Nous sommes rentré, Julien dort chez son nouveau copain. Le papa connait bien notre grand-père, et il lui avait proposé d’avoir une des maisons à restaurer. Pépé ne doit pas faire fortune en vendant les maisons toujours attenantes à un jardin. Celle-là a coûté à Monsieur Laval, maison et terrain compris 15000€. La cuisine est en mauvais état mais tout le haut est certes à rafraîchir mais ils peuvent déjà dormir dans les chambres.

Ce qui plait à Julien c’est qu’ils dorment sur des matelas à même le plancher. C’est moins confortable qu’un lit mais fort amusant pour ses trois garçons de 14:ans. Je les préfère dans la maison qu’à l’extérieur surtout avec ce voleur qui rôde.

Nous nous installons pour la nuit dans une anfractuosité du rocher qui mène au château. C’est le seul endroit pour passer. Nous ne voyons personne aussi nous rejoignons notre maison afin d’y achever notre nuit. Auparavant nous prévenons Claude et Monsieur Laval que leur heure de garde à sonné. Il est deux heures trente du matin. Ils resteront jusqu’à quatre heure trente. Car vers les 7 h il y a déjà du monde et le va et viens d’ un étranger au village serait vite repéré.

C’est seulement vers midi que nous faisons le point avec les gendarmes. Aucun vol n’est signalé, personne ne s’est présenté au village. Nous ne ferons rien la nuit prochaine.

Les vacances ont repris leur train train normal. Nous partageons nos journées entre piscine rafting, canoë kayak escalade et pour les adultes de la maçonnerie. Grand-père s’est mis dans la tête de faire une boutique qui viendra nos produits régionaux et ce que nous fabriquons ainsi que les légumes et fruits de nos jardins. Après tout ça nous occupe et on le fait avec tous ceux qui sont intéressés.

Bientôt Damien rentrera sur Lyon ces vacances se terminent, sa femme restera jusqu’à fin août avec leur fille Maeline. Nous avons décidé d’aller récupérer Nicolas, Luc le fils de Claude, Ali le petit frère de Jamila ainsi que Maeline. Nous partons avec deux mini bus. Les jeunes profiteront du lac pour se baigner et faire de la voile.

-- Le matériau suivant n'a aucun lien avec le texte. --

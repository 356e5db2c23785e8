use async_trait::async_trait;
use std::path::{Path, PathBuf};
use thiserror::Error;

#[derive(Debug, Error)]
pub enum ArtifactError {
    #[error("failed to create directory {path:?}: {source}")]
    CreateDir {
        path: PathBuf,
        source: std::io::Error,
    },

    #[error("failed to write {path:?}: {source}")]
    Write {
        path: PathBuf,
        source: std::io::Error,
    },
}

/// Filesystem layout for uploads, generated subtitles and processed outputs.
#[async_trait]
pub trait ArtifactStore: Send + Sync {
    /// Create the upload and output directories if they are missing
    async fn ensure_layout(&self) -> Result<(), ArtifactError>;

    /// Directory incoming uploads are written to
    fn upload_dir(&self) -> &Path;

    /// Directory finished outputs are written to
    fn output_dir(&self) -> &Path;

    /// Resolve an output file name inside the output directory
    fn output_path(&self, name: &str) -> PathBuf {
        self.output_dir().join(name)
    }

    /// Persist a rendered subtitle track
    async fn write_subtitles(&self, path: &Path, contents: &str) -> Result<(), ArtifactError>;

    /// Delete intermediate files, skipping any that are already gone.
    /// Returns how many files were actually removed.
    async fn cleanup(&self, paths: &[PathBuf]) -> usize;
}
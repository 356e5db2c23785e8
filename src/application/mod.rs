//! Application layer - Generic services that use ports.

pub mod runner;
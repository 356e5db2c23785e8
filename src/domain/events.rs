use serde::Serialize;

/// Events pushed to the connected client while a job runs.
///
/// Serialized as `{"event": "processing_progress", "data": {"progress": 45}}`.
#[derive(Debug, Clone, PartialEq, Eq, Serialize)]
#[serde(tag = "event", content = "data", rename_all = "snake_case")]
pub enum ProcessingEvent {
    ProcessingProgress {
        progress: u8,
    },
    ProcessingComplete {
        #[serde(rename = "downloadUrl")]
        download_url: String,
    },
    ProcessingError {
        message: String,
    },
}

impl ProcessingEvent {
    pub fn progress(progress: u8) -> Self {
        Self::ProcessingProgress {
            progress: progress.min(100),
        }
    }

    pub fn complete(download_url: impl Into<String>) -> Self {
        Self::ProcessingComplete {
            download_url: download_url.into(),
        }
    }

    pub fn error(message: impl Into<String>) -> Self {
        Self::ProcessingError {
            message: message.into(),
        }
    }

    pub fn name(&self) -> &'static str {
        match self {
            Self::ProcessingProgress { .. } => "processing_progress",
            Self::ProcessingComplete { .. } => "processing_complete",
            Self::ProcessingError { .. } => "processing_error",
        }
    }
}
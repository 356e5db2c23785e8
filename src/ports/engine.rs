use std::path::PathBuf;
use tokio::sync::mpsc;

/// What the engine reports while a transcode runs.
#[derive(Debug, Clone, PartialEq)]
pub enum EngineEvent {
    /// Raw percent complete; may be noisy, repeated or out of range
    Progress(f64),
    Completed,
    Failed(String),
}

impl EngineEvent {
    pub fn is_terminal(&self) -> bool {
        matches!(self, EngineEvent::Completed | EngineEvent::Failed(_))
    }
}

/// Fixed caption look applied when burning subtitles.
#[derive(Debug, Clone, PartialEq, Eq)]
pub struct CaptionStyle {
    /// ASS numpad alignment, 2 = bottom centre
    pub alignment: u8,
    pub font_size: u32,
    /// ASS colour in `&HAABBGGRR` form
    pub primary_colour: String,
}

impl Default for CaptionStyle {
    fn default() -> Self {
        Self {
            alignment: 2,
            font_size: 24,
            primary_colour: "&H00FFFFFF".to_string(),
        }
    }
}

impl CaptionStyle {
    /// Value for the subtitles filter's `force_style` option.
    pub fn force_style(&self) -> String {
        format!(
            "Alignment={},FontSize={},PrimaryColour={}",
            self.alignment, self.font_size, self.primary_colour
        )
    }
}

#[derive(Debug, Clone, PartialEq)]
pub struct TranscodeRequest {
    pub input: PathBuf,
    /// Subtitle file to burn in; `None` transcodes without the burn filter
    pub subtitles: Option<PathBuf>,
    pub output: PathBuf,
    pub style: CaptionStyle,
}

/// Typed event stream for one engine invocation.
///
/// The stream ends after the first `Completed` or `Failed` event, even if the
/// producer keeps sending.
#[derive(Debug)]
pub struct EngineEvents {
    rx: mpsc::Receiver<EngineEvent>,
    finished: bool,
}

impl EngineEvents {
    pub fn new(rx: mpsc::Receiver<EngineEvent>) -> Self {
        Self {
            rx,
            finished: false,
        }
    }

    pub fn channel(buffer: usize) -> (mpsc::Sender<EngineEvent>, Self) {
        let (tx, rx) = mpsc::channel(buffer.max(1));
        (tx, Self::new(rx))
    }

    /// A stream that replays a fixed sequence and then closes.
    pub fn from_events(events: impl IntoIterator<Item = EngineEvent>) -> Self {
        let events: Vec<EngineEvent> = events.into_iter().collect();
        let (tx, stream) = Self::channel(events.len());
        for event in events {
            // Capacity matches the number of events, so this never hits `Full`.
            let _ = tx.try_send(event);
        }
        stream
    }

    pub fn failed(message: impl Into<String>) -> Self {
        Self::from_events([EngineEvent::Failed(message.into())])
    }

    pub async fn next(&mut self) -> Option<EngineEvent> {
        if self.finished {
            return None;
        }
        let event = self.rx.recv().await;
        match &event {
            Some(e) if !e.is_terminal() => {}
            _ => self.finished = true,
        }
        event
    }
}

/// The external transcoding engine.
///
/// `start` must not block: it launches the work and hands back the event stream.
/// Both launch failures and mid-run failures are reported as `EngineEvent::Failed`.
#[cfg_attr(test, mockall::automock)]
pub trait TranscodeEngine: Send + Sync {
    fn start(&self, request: TranscodeRequest) -> EngineEvents;
}
//! Local adapters for single-server deployment.

pub mod events;
pub mod ffmpeg;
pub mod fs;
pub mod http;

pub use events::SessionRegistry;
pub use ffmpeg::FfmpegEngine;
pub use fs::FsAdapter;
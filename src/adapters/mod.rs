//! Adapters - Concrete implementations of ports.

pub mod local;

Nous les adultes nous avons rendez-vous avec des touristes qui ont remis à neuf tout un village au dessus de Savines. Leur expérience pouvant nous servir. En plus Julien a eu l’idée de nous jumeler. C’est surtout cette proposition que nous voulons leur faire. De cette façons nous pourrions échanger et se rencontrer dès les beaux jours.

Mais rien n’allait se passer comme nous le pensions.